Background: To evaluate the effect of rifampicin-based tuberculosis (TB) treatment on the pharmacokinetics of efavirenz/tenofovir/emtricitabine in a fixed-dose combination tablet, and vice versa, in Tanzanian TB–HIV-coinfected patients.

Methods: This was a Phase II open-label multiple dose pharmacokinetic and safety study. This study was conducted in TB–HIV-coinfected Tanzanian patients who started TB treatment (rifampicin/isoniazid/pyrazinamide/ethambutol) at week 1 to week 8 and continued with rifampicin and isoniazid for another 16 weeks. Antiretroviral treatment (ART) of efavirenz/tenofovir/emtricitabine in a fixed-dose combination tablet was started at week 4 after initiation of TB treatment. A 24-h pharmacokinetic sampling curve was recorded at week 8 (with TB treatment) and week 28 (ART alone).
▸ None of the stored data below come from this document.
//! Stroker & synth path transforms (spec §4.6, component C6).
//!
//! The uniform/asymmetric offset-curve stroker has no direct ancestor in
//! the teacher repo (Motioner draws glyph fills, not stroked outlines), so
//! its join/cap geometry is built from the spec's formulas directly, in
//! the idiom of this crate's own C4 (`raster.rs`) contour decomposition —
//! reusing [`crate::fixed::flatten_quad`]/`flatten_cubic` rather than
//! inventing a second flattener. The synth transforms (`oblique`/
//! `condense`/`transform`/`embolden`) mirror the affine/easing-constant
//! style of the teacher's `canvas/gpu/utils.rs` (`easing_to_gpu`): small
//! pure functions over `f64`, no shared state.

use crate::fixed::{flatten_cubic, flatten_quad, DEFAULT_FLATTEN_EPS, EPSILON};
use crate::path::{BoundingBox, Path, PathCommand, Point};

/// Stroke cap style for the far/near ends of an open contour (spec §4.6).
#[derive(Debug, Copy, Clone, PartialEq, Eq)]
pub enum Cap {
    Butt,
    Round,
    Square,
}

/// Stroke join style at interior vertices (spec §4.6).
#[derive(Debug, Copy, Clone, PartialEq, Eq)]
pub enum Join {
    Miter,
    Round,
    Bevel,
}

/// Options for the uniform stroker.
#[derive(Debug, Clone, Copy)]
pub struct StrokeOptions {
    pub width: f64,
    pub cap: Cap,
    pub join: Join,
    pub miter_limit: f64,
    pub flatten_eps: f64,
}

impl Default for StrokeOptions {
    fn default() -> Self {
        StrokeOptions {
            width: 1.0,
            cap: Cap::Butt,
            join: Join::Miter,
            miter_limit: 4.0,
            flatten_eps: DEFAULT_FLATTEN_EPS,
        }
    }
}

impl StrokeOptions {
    pub fn new(width: f64) -> Self {
        StrokeOptions { width, ..Default::default() }
    }
}

/// Turn angle (radians, signed) below which a join is elided and the two
/// edges are treated as collinear (spec §4.6).
const JOIN_ELIDE_THRESHOLD: f64 = 0.01;

/// Bézier kappa: offset of a round cap's control point from its endpoint,
/// `≈ 0.5523 * r` (spec §4.6).
const ROUND_CAP_KAPPA: f64 = 0.5523;

fn unit_dir(a: Point, b: Point) -> Option<Point> {
    let d = b - a;
    let len = (d.x * d.x + d.y * d.y).sqrt();
    if len < EPSILON {
        None
    } else {
        Some(Point::new(d.x / len, d.y / len))
    }
}

/// Asymmetric offset direction, scaled per-axis by the border widths
/// `(wx, wy)` (spec §4.6: `perp = normalize(-dy*wy, dx*wx)`). The result's
/// magnitude is re-expanded along each axis by `(wx, wy)` so the two border
/// widths act as independent radii rather than only steering direction.
fn perp_offset(dir: Point, wx: f64, wy: f64) -> Point {
    let raw = Point::new(-dir.y * wy, dir.x * wx);
    let len = (raw.x * raw.x + raw.y * raw.y).sqrt();
    if len < EPSILON {
        Point::new(0.0, 0.0)
    } else {
        Point::new(raw.x / len * wx, raw.y / len * wy)
    }
}

fn signed_turn_angle(d_in: Point, d_out: Point) -> f64 {
    let cross = d_in.x * d_out.y - d_in.y * d_out.x;
    let dot = d_in.x * d_out.x + d_in.y * d_out.y;
    cross.atan2(dot)
}

/// Flattens `path` into polylines, tagging each with whether it was closed
/// by an explicit `Close` command. Mirrors `raster.rs`'s contour
/// decomposition but in design space (no device transform).
fn flatten_contours(path: &Path, eps: f64) -> Vec<(Vec<Point>, bool)> {
    let mut contours = Vec::new();
    let mut current: Vec<Point> = Vec::new();
    let mut closed = false;
    let mut cur_pt = Point::default();
    let mut start_pt = Point::default();

    let flush = |current: &mut Vec<Point>, closed: bool, contours: &mut Vec<(Vec<Point>, bool)>| {
        if current.len() > 1 {
            contours.push((std::mem::take(current), closed));
        } else {
            current.clear();
        }
    };

    for cmd in &path.commands {
        match *cmd {
            PathCommand::Move(p) => {
                flush(&mut current, closed, &mut contours);
                closed = false;
                current.push(p);
                cur_pt = p;
                start_pt = p;
            }
            PathCommand::Line(p) => {
                current.push(p);
                cur_pt = p;
            }
            PathCommand::Quad(c1, p) => {
                flatten_quad(cur_pt, c1, p, eps, &mut current);
                cur_pt = p;
            }
            PathCommand::Cubic(c1, c2, p) => {
                flatten_cubic(cur_pt, c1, c2, p, eps, &mut current);
                cur_pt = p;
            }
            PathCommand::Close => {
                closed = true;
                flush(&mut current, true, &mut contours);
                cur_pt = start_pt;
            }
        }
    }
    flush(&mut current, closed, &mut contours);
    contours
}

/// Emits one interior-vertex join into `out`, given the incoming/outgoing
/// edge unit directions at `vertex` (spec §4.6). `side_sign` is `+1.0` or
/// `-1.0` selecting which offset side is being built.
#[allow(clippy::too_many_arguments)]
fn emit_join(
    out: &mut Vec<Point>,
    vertex: Point,
    d_in: Point,
    d_out: Point,
    wx: f64,
    wy: f64,
    side_sign: f64,
    join: Join,
    miter_limit: f64,
) {
    let angle = signed_turn_angle(d_in, d_out);
    if angle.abs() < JOIN_ELIDE_THRESHOLD {
        out.push(vertex + perp_offset(d_out, wx, wy) * side_sign);
        return;
    }

    let off_in = perp_offset(d_in, wx, wy) * side_sign;
    let off_out = perp_offset(d_out, wx, wy) * side_sign;
    let is_outer = side_sign * angle < 0.0;

    if !is_outer {
        // Inner join: a straight line; overlap with prior geometry is
        // absorbed by the fill rule (spec §4.6).
        out.push(vertex + off_in);
        out.push(vertex + off_out);
        return;
    }

    match join {
        Join::Bevel => {
            out.push(vertex + off_in);
            out.push(vertex + off_out);
        }
        Join::Round => {
            let r_in = (off_in.x * off_in.x + off_in.y * off_in.y).sqrt();
            let r_out = (off_out.x * off_out.x + off_out.y * off_out.y).sqrt();
            let theta = angle.abs();
            let segments = (theta / (std::f64::consts::FRAC_PI_4)).ceil().max(2.0) as u32;
            let len_in = r_in.max(EPSILON);
            let len_out = r_out.max(EPSILON);
            let n_in = Point::new(off_in.x / len_in, off_in.y / len_in);
            let n_out = Point::new(off_out.x / len_out, off_out.y / len_out);
            for k in 0..=segments {
                let t = k as f64 / segments as f64;
                // Normalized-lerp arc: good enough approximation for a
                // join (as opposed to the exact semicircle formula the
                // spec reserves for caps).
                let lx = n_in.x + (n_out.x - n_in.x) * t;
                let ly = n_in.y + (n_out.y - n_in.y) * t;
                let l = (lx * lx + ly * ly).sqrt().max(EPSILON);
                let r = r_in + (r_out - r_in) * t;
                out.push(Point::new(vertex.x + lx / l * r, vertex.y + ly / l * r));
            }
        }
        Join::Miter => {
            let len_in = (off_in.x * off_in.x + off_in.y * off_in.y).sqrt().max(EPSILON);
            let len_out = (off_out.x * off_out.x + off_out.y * off_out.y).sqrt().max(EPSILON);
            let n_in = Point::new(off_in.x / len_in, off_in.y / len_in);
            let n_out = Point::new(off_out.x / len_out, off_out.y / len_out);
            let half = angle.abs() / 2.0;
            let sin_half = half.sin();
            if sin_half.abs() > EPSILON && 1.0 / sin_half > miter_limit {
                out.push(vertex + off_in);
                out.push(vertex + off_out);
                return;
            }
            let bis = Point::new(n_in.x + n_out.x, n_in.y + n_out.y);
            let bis_len = (bis.x * bis.x + bis.y * bis.y).sqrt();
            if bis_len < EPSILON {
                out.push(vertex + off_in);
                out.push(vertex + off_out);
                return;
            }
            let r = (len_in + len_out) * 0.5;
            let cos_half = half.cos().max(EPSILON);
            let dist = r / cos_half;
            out.push(Point::new(vertex.x + bis.x / bis_len * dist, vertex.y + bis.y / bis_len * dist));
        }
    }
}

/// Builds one offset side of a contour (spec §4.6). `side_sign` selects
/// `+1.0` (one side) or `-1.0` (the other); for open contours the returned
/// points run from `points[0]` to `points[last]` in original vertex order.
fn build_side(
    points: &[Point],
    closed: bool,
    wx: f64,
    wy: f64,
    join: Join,
    miter_limit: f64,
    side_sign: f64,
) -> Vec<Point> {
    let n = points.len();
    let edge_count = if closed { n } else { n - 1 };
    let mut dirs = Vec::with_capacity(edge_count);
    for i in 0..edge_count {
        let a = points[i];
        let b = points[(i + 1) % n];
        dirs.push(unit_dir(a, b).unwrap_or(Point::new(1.0, 0.0)));
    }

    let mut out = Vec::new();
    if !closed {
        out.push(points[0] + perp_offset(dirs[0], wx, wy) * side_sign);
        for i in 1..n - 1 {
            emit_join(&mut out, points[i], dirs[i - 1], dirs[i], wx, wy, side_sign, join, miter_limit);
        }
        out.push(points[n - 1] + perp_offset(dirs[edge_count - 1], wx, wy) * side_sign);
    } else {
        for i in 0..n {
            let d_in = dirs[(i + edge_count - 1) % edge_count];
            let d_out = dirs[i % edge_count];
            emit_join(&mut out, points[i], d_in, d_out, wx, wy, side_sign, join, miter_limit);
        }
    }
    out
}

/// Emits a round/square/butt cap connecting `from` to `to` around `center`,
/// with `tangent` pointing in the direction of travel past the endpoint
/// (spec §4.6).
fn emit_cap(path: &mut Path, center: Point, tangent: Point, from: Point, to: Point, cap: Cap, r: f64) {
    match cap {
        Cap::Butt => {
            path.line_to(to.x, to.y);
        }
        Cap::Square => {
            let ext = tangent * r;
            path.line_to(from.x + ext.x, from.y + ext.y);
            path.line_to(to.x + ext.x, to.y + ext.y);
            path.line_to(to.x, to.y);
        }
        Cap::Round => {
            // Two quadratics meeting at the cap's apex, each control point
            // pulled out along `tangent` by the Bézier circle-approximation
            // kappa (spec §4.6).
            let apex = center + tangent * r;
            let c1 = from + tangent * (r * ROUND_CAP_KAPPA);
            path.quad_to(c1.x, c1.y, apex.x, apex.y);
            let c2 = to + tangent * (r * ROUND_CAP_KAPPA);
            path.quad_to(c2.x, c2.y, to.x, to.y);
        }
    }
}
For TB drugs, blood samples at 2 and 5 h post-dose were taken at week 3 (TB treatment alone) and week 8 (with ART).

Results: A total of 25 patients (56% male) completed the study; 21 had evaluable pharmacokinetic profiles. The area under the concentration–time curve 0–24 h post-dose of efavirenz, tenofovir and emtricitabine were slightly higher when these drugs were coadministered with TB drugs; geometric mean ratios (90% CI) were 1.08 (0.90, 1.30), 1.13 (0.93, 1.38) and 1.05 (0.85, 1.29), respectively. For TB drugs, equivalence was suggested for peak plasma concentrations when administered with and without efavirenz/tenofovir/emtricitabine. Adverse events were mostly mild and no serious adverse events or drug discontinuations were reported.

Conclusions: Coadministration of efavirenz, tenofovir and emtricitabine with a standard first-line TB treatment regimen did not significantly alter the pharmacokinetic parameters of these drugs and was tolerated well by Tanzanian TB patients who are coinfected with HIV.